In the close of chapter 2, Paul had prayed for the Thessalonians. Now he desires their prayers. He encourages them to trust God and joins it with another petition for them. He then gives them commands and directions for correcting some of the problems among them that he has been informed of, concluding this second letter his usual benedictions and prayers.
2 Thessalonians 3 (NIV)
Request for Prayer
3 As for other matters, brothers and sisters, pray for us that the message of the Lord may spread rapidly and be honored, just as it was with you. 2 And pray that we may be delivered from wicked and evil people, for not everyone has faith. 3 But the Lord is faithful, and he will strengthen you and protect you from the evil one. 4 We have confidence in the Lord that you are doing and will continue to do the things we command. 5 May the Lord direct your hearts into God’s love and Christ’s perseverance.
Paul not only asks for, but also directs the Thessalonian church to intercession (prayer) for himself, his co-laborers, and a few matters that had come to his attention.
He asks them to pray that the “message of the Lord may spread rapidly”, some translations say “run swiftly” (meaning “have free influence on people”) and “be honored” or “be glorified”. Paul’s desire was that God’s name be sanctified and His kingdom advanced. His desire was that all opposition be removed so that the gospel could be freely heard by all.
Paul was also seeking deliverance for his companions and himself from those who opposed him; he refers to his opposers as wicked and evil. Note that Paul always encouraged his churches by assuring them that he is praying for them, and yet, he does not have any issue with requesting their prayers for him and his companions. He was teaching them to pray; not only together or with one another, but also to pray for one another when they are apart. Also, that it is the duty of the people to pray for all who minister to them, not just their own pastors.
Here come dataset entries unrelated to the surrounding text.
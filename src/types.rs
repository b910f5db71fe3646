use chrono::{Datelike, NaiveDate, NaiveDateTime, Utc};

use crate::{
    EDF_FILE_HEADER_LEN, EDF_PATIENT_FREE_SPACE, EDF_RECORDING_FREE_SPACE,
    EDF_RESERVED_FREE_SPACE, EDF_SIGNAL_HEADER_LEN,
};

/// Header layout flavour
///
/// `EdfPlus` files carry structured sub-fields inside the patient and
/// recording identification fields; plain `Edf` files keep them as opaque text.
#[derive(Debug, Clone, Copy, PartialEq, Eq)]
pub enum FileType {
    Edf,
    EdfPlus,
}

/// Continuity tag stored at the start of the reserved field of EDF+ files
#[derive(Debug, Clone, Copy, PartialEq, Eq, Default)]
pub enum SignalFormat {
    Continuous,
    Discontinuous,
    #[default]
    Unknown,
}

impl SignalFormat {
    /// The five-byte tag written into the reserved field, if any
    pub fn tag(self) -> Option<&'static str> {
        match self {
            SignalFormat::Continuous => Some("EDF+C"),
            SignalFormat::Discontinuous => Some("EDF+D"),
            SignalFormat::Unknown => None,
        }
    }

    /// Classifies the raw reserved field by its prefix
    pub fn from_reserved(reserved: &str) -> Self {
        if reserved.starts_with("EDF+C") {
            SignalFormat::Continuous
        } else if reserved.starts_with("EDF+D") {
            SignalFormat::Discontinuous
        } else {
            SignalFormat::Unknown
        }
    }
}

#[derive(Debug, Clone, Copy, PartialEq, Eq, Default)]
pub enum Gender {
    Male,
    Female,
    #[default]
    Unknown,
}

impl Gender {
    pub fn as_char(self) -> char {
        match self {
            Gender::Male => 'M',
            Gender::Female => 'F',
            Gender::Unknown => 'X',
        }
    }

    /// Anything other than a leading `M` or `F` is treated as unknown
    pub fn from_token(token: &str) -> Self {
        match token.chars().next() {
            Some('M') => Gender::Male,
            Some('F') => Gender::Female,
            _ => Gender::Unknown,
        }
    }
}

/// Local patient identification field
///
/// `raw` always holds the trimmed field text. The structured members are
/// only filled in for EDF+ files whose field splits into exactly four
/// sub-fields; otherwise they keep their defaults.
///
/// In EDF+ mode the writer rebuilds the field from the structured members
/// and ignores `raw`, so after a write/read cycle `raw` holds the rebuilt
/// text (`X X X X` for an empty identification) rather than what was set.
#[derive(Debug, Clone, PartialEq, Default)]
pub struct PatientIdentification {
    pub raw: String,
    pub code: String,
    pub gender: Gender,
    pub birth_date: Option<NaiveDate>,
    pub name: String,
}

impl PatientIdentification {
    pub fn new(code: &str, gender: Gender, birth_date: Option<NaiveDate>, name: &str) -> Self {
        PatientIdentification {
            raw: String::new(),
            code: code.to_string(),
            gender,
            birth_date,
            name: name.to_string(),
        }
    }

    /// Opaque identification for legacy EDF files
    pub fn from_raw(raw: &str) -> Self {
        PatientIdentification {
            raw: raw.to_string(),
            ..Default::default()
        }
    }

    /// Characters still available to the code and name sub-fields combined
    pub fn remaining_capacity(&self) -> usize {
        EDF_PATIENT_FREE_SPACE.saturating_sub(self.code.len() + self.name.len())
    }
}

/// Local recording identification field
///
/// In EDF+ mode the field reads
/// `Startdate dd-MMM-yyyy admincode technician equipment [comments...]`.
///
/// As with [`PatientIdentification`], `raw` is only written for legacy EDF;
/// EDF+ writes rebuild the field from the structured members.
#[derive(Debug, Clone, PartialEq, Default)]
pub struct RecordingIdentification {
    pub raw: String,
    pub start_date: Option<NaiveDate>,
    pub admin_code: String,
    pub technician: String,
    pub equipment: String,
    pub comments: String,
}

impl RecordingIdentification {
    pub fn new(
        start_date: Option<NaiveDate>,
        admin_code: &str,
        technician: &str,
        equipment: &str,
        comments: &str,
    ) -> Self {
        RecordingIdentification {
            raw: String::new(),
            start_date,
            admin_code: admin_code.to_string(),
            technician: technician.to_string(),
            equipment: equipment.to_string(),
            comments: comments.to_string(),
        }
    }

    pub fn from_raw(raw: &str) -> Self {
        RecordingIdentification {
            raw: raw.to_string(),
            ..Default::default()
        }
    }

    /// Characters still available to the four free-text sub-fields combined
    pub fn remaining_capacity(&self) -> usize {
        let used = self.admin_code.len()
            + self.technician.len()
            + self.equipment.len()
            + self.comments.len();
        EDF_RECORDING_FREE_SPACE.saturating_sub(used)
    }
}

/// One per-signal header record
#[derive(Debug, Clone, PartialEq, Default)]
pub struct SignalHeader {
    pub label: String,
    pub transducer: String,
    pub physical_dimension: String,
    pub physical_min: f64,
    pub physical_max: f64,
    pub digital_min: i32,
    pub digital_max: i32,
    pub prefilter: String,
    pub samples_per_record: i32,
    pub reserved: String,
}

impl SignalHeader {
    /// Size of this signal's share of one data record (2 bytes per sample)
    pub fn bytes_per_record(&self) -> i64 {
        self.samples_per_record as i64 * crate::EDF_BYTES_PER_SAMPLE
    }
}

/// The 256-byte main header record
#[derive(Debug, Clone, PartialEq)]
pub struct FileHeader {
    pub file_type: FileType,
    pub version: i32,
    pub patient: PatientIdentification,
    pub recording: RecordingIdentification,
    /// Recording start, `None` when the stored date/time is invalid
    pub start: Option<NaiveDateTime>,
    pub header_bytes: usize,
    pub signal_format: SignalFormat,
    pub reserved: String,
    /// `-1` asks the writer to derive the count from the file length
    pub data_records: i64,
    /// Duration of one data record in seconds
    pub record_duration: f64,
    pub signal_count: usize,
}

impl FileHeader {
    /// Creates a header for `signal_count` signals with a consistent byte count
    ///
    /// EDF+ headers default to the continuous format. The data record count is
    /// left at `-1` so the writer derives it.
    pub fn new(file_type: FileType, signal_count: usize) -> Self {
        let signal_format = match file_type {
            FileType::EdfPlus => SignalFormat::Continuous,
            FileType::Edf => SignalFormat::Unknown,
        };

        FileHeader {
            file_type,
            version: 0,
            patient: PatientIdentification::default(),
            recording: RecordingIdentification::default(),
            start: None,
            header_bytes: header_bytes_for(signal_count),
            signal_format,
            reserved: String::new(),
            data_records: -1,
            record_duration: 1.0,
            signal_count,
        }
    }

    pub fn is_edf_plus(&self) -> bool {
        self.file_type == FileType::EdfPlus
    }

    /// Whether `header_bytes` matches `256 * (1 + signal_count)`
    pub fn is_consistent(&self) -> bool {
        self.header_bytes == header_bytes_for(self.signal_count)
    }

    pub fn with_patient(self, patient: PatientIdentification) -> Self {
        FileHeader { patient, ..self }
    }

    pub fn with_recording(self, recording: RecordingIdentification) -> Self {
        FileHeader { recording, ..self }
    }

    pub fn with_start(self, start: Option<NaiveDateTime>) -> Self {
        FileHeader { start, ..self }
    }

    pub fn with_signal_format(self, signal_format: SignalFormat) -> Self {
        FileHeader { signal_format, ..self }
    }

    pub fn with_reserved(self, reserved: &str) -> Self {
        FileHeader {
            reserved: reserved.to_string(),
            ..self
        }
    }

    pub fn with_data_records(self, data_records: i64) -> Self {
        FileHeader { data_records, ..self }
    }

    pub fn with_record_duration(self, record_duration: f64) -> Self {
        FileHeader {
            record_duration,
            ..self
        }
    }

    /// Characters still available to the free reserved text
    pub fn remaining_capacity(&self) -> usize {
        EDF_RESERVED_FREE_SPACE.saturating_sub(self.reserved.len())
    }
}

/// Size of the whole header region for `signal_count` signals
pub fn header_bytes_for(signal_count: usize) -> usize {
    EDF_FILE_HEADER_LEN + signal_count * EDF_SIGNAL_HEADER_LEN
}

/// Main header plus its signal headers, i.e. the full header region
#[derive(Debug, Clone, PartialEq)]
pub struct EdfHeader {
    pub file: FileHeader,
    pub signals: Vec<SignalHeader>,
}

impl EdfHeader {
    /// Builds a header whose signal count and byte count follow `signals`
    pub fn new(file_type: FileType, signals: Vec<SignalHeader>) -> Self {
        EdfHeader {
            file: FileHeader::new(file_type, signals.len()),
            signals,
        }
    }

    pub fn with_file(self, file: FileHeader) -> Self {
        EdfHeader { file, ..self }
    }
}

/// How the trailing comment tokens of an EDF+ recording field are rejoined
#[derive(Debug, Clone, Copy, PartialEq, Eq, Default)]
pub enum CommentJoin {
    /// Single space between tokens
    #[default]
    Space,
    /// Tokens glued together with no separator, as older editors stored them
    Concatenate,
}

impl CommentJoin {
    pub fn separator(self) -> &'static str {
        match self {
            CommentJoin::Space => " ",
            CommentJoin::Concatenate => "",
        }
    }
}

/// Parser policy knobs
#[derive(Debug, Clone, Default)]
pub struct HeaderOptions {
    /// Latest accepted start year; `None` means the current year plus one
    pub max_start_year: Option<i32>,
    pub comment_joiner: CommentJoin,
}

impl HeaderOptions {
    pub fn max_year(&self) -> i32 {
        self.max_start_year
            .unwrap_or_else(|| Utc::now().year() + 1)
    }
}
Paul goes on to express his confidence that the Lord is faithful and will establish and guard them from the “evil one” and instructs them to obey God’s commands, given to them through him. And he prays that God will direct their hearts to God’s love and Christ’s patience.
Warning Against Idleness
6 In the name of the Lord Jesus Christ, we command you, brothers and sisters, to keep away from every believer who is idle and disruptive and does not live according to the teaching[a] you received from us. 7 For you yourselves know how you ought to follow our example. We were not idle when we were with you, 8 nor did we eat anyone’s food without paying for it. On the contrary, we worked night and day, laboring and toiling so that we would not be a burden to any of you. 9 We did this, not because we do not have the right to such help, but in order to offer ourselves as a model for you to imitate. 10 For even when we were with you, we gave you this rule: “The one who is unwilling to work shall not eat.”
11 We hear that some among you are idle and disruptive. They are not busy; they are busybodies. 12 Such people we command and urge in the Lord Jesus Christ to settle down and earn the food they eat.
13 And as for you, brothers and sisters, never tire of doing what is good.
14 Take special note of anyone who does not obey our instruction in this letter. Do not associate with them, in order that they may feel ashamed. 15 Yet do not regard them as an enemy, but warn them as you would a fellow believer.
Paul instructs the church to wisely withdraw from “disruptive and idle” believers. He further instructs them that those who are able to work should do so, insuring that they support themselves and not become a burden to others. Paul uses their experience with him as an example here, reminding how he and his companions worked and did not make themselves a burden on the Thessalonian church; even though they had the right to expect it. He further reminds them of the specific teaching he had given them: “The one who is unwilling to work shall not eat.”
As is Paul’s style, he points out that he did specific things, like work when he was with them so as not to be a burden to them, as an example of how they should conduct themselves. In the example of an apostle, Christians should continue to do good, they should withdraw from those who were disobedient to God’s word so that the offender might become ashamed leading them to repent and to be restored. He didn’t want the offender to be treated as an enemy, but simply as a brother who required correction; warned and guided, by them.
16 Now may the Lord of peace himself give you peace at all times and in every way. The Lord be with all of you. 17 I, Paul, write this greeting in my own hand, which is the distinguishing mark in all my letters. This is how I write.18 The grace of our Lord Jesus Christ be with you all.
Again, as is Paul’s style, he prays that the Thessalonians always have God’s peace and that God always be with them. Pointing out here that he has personally handwritten this letter to them, authenticating his signature for them.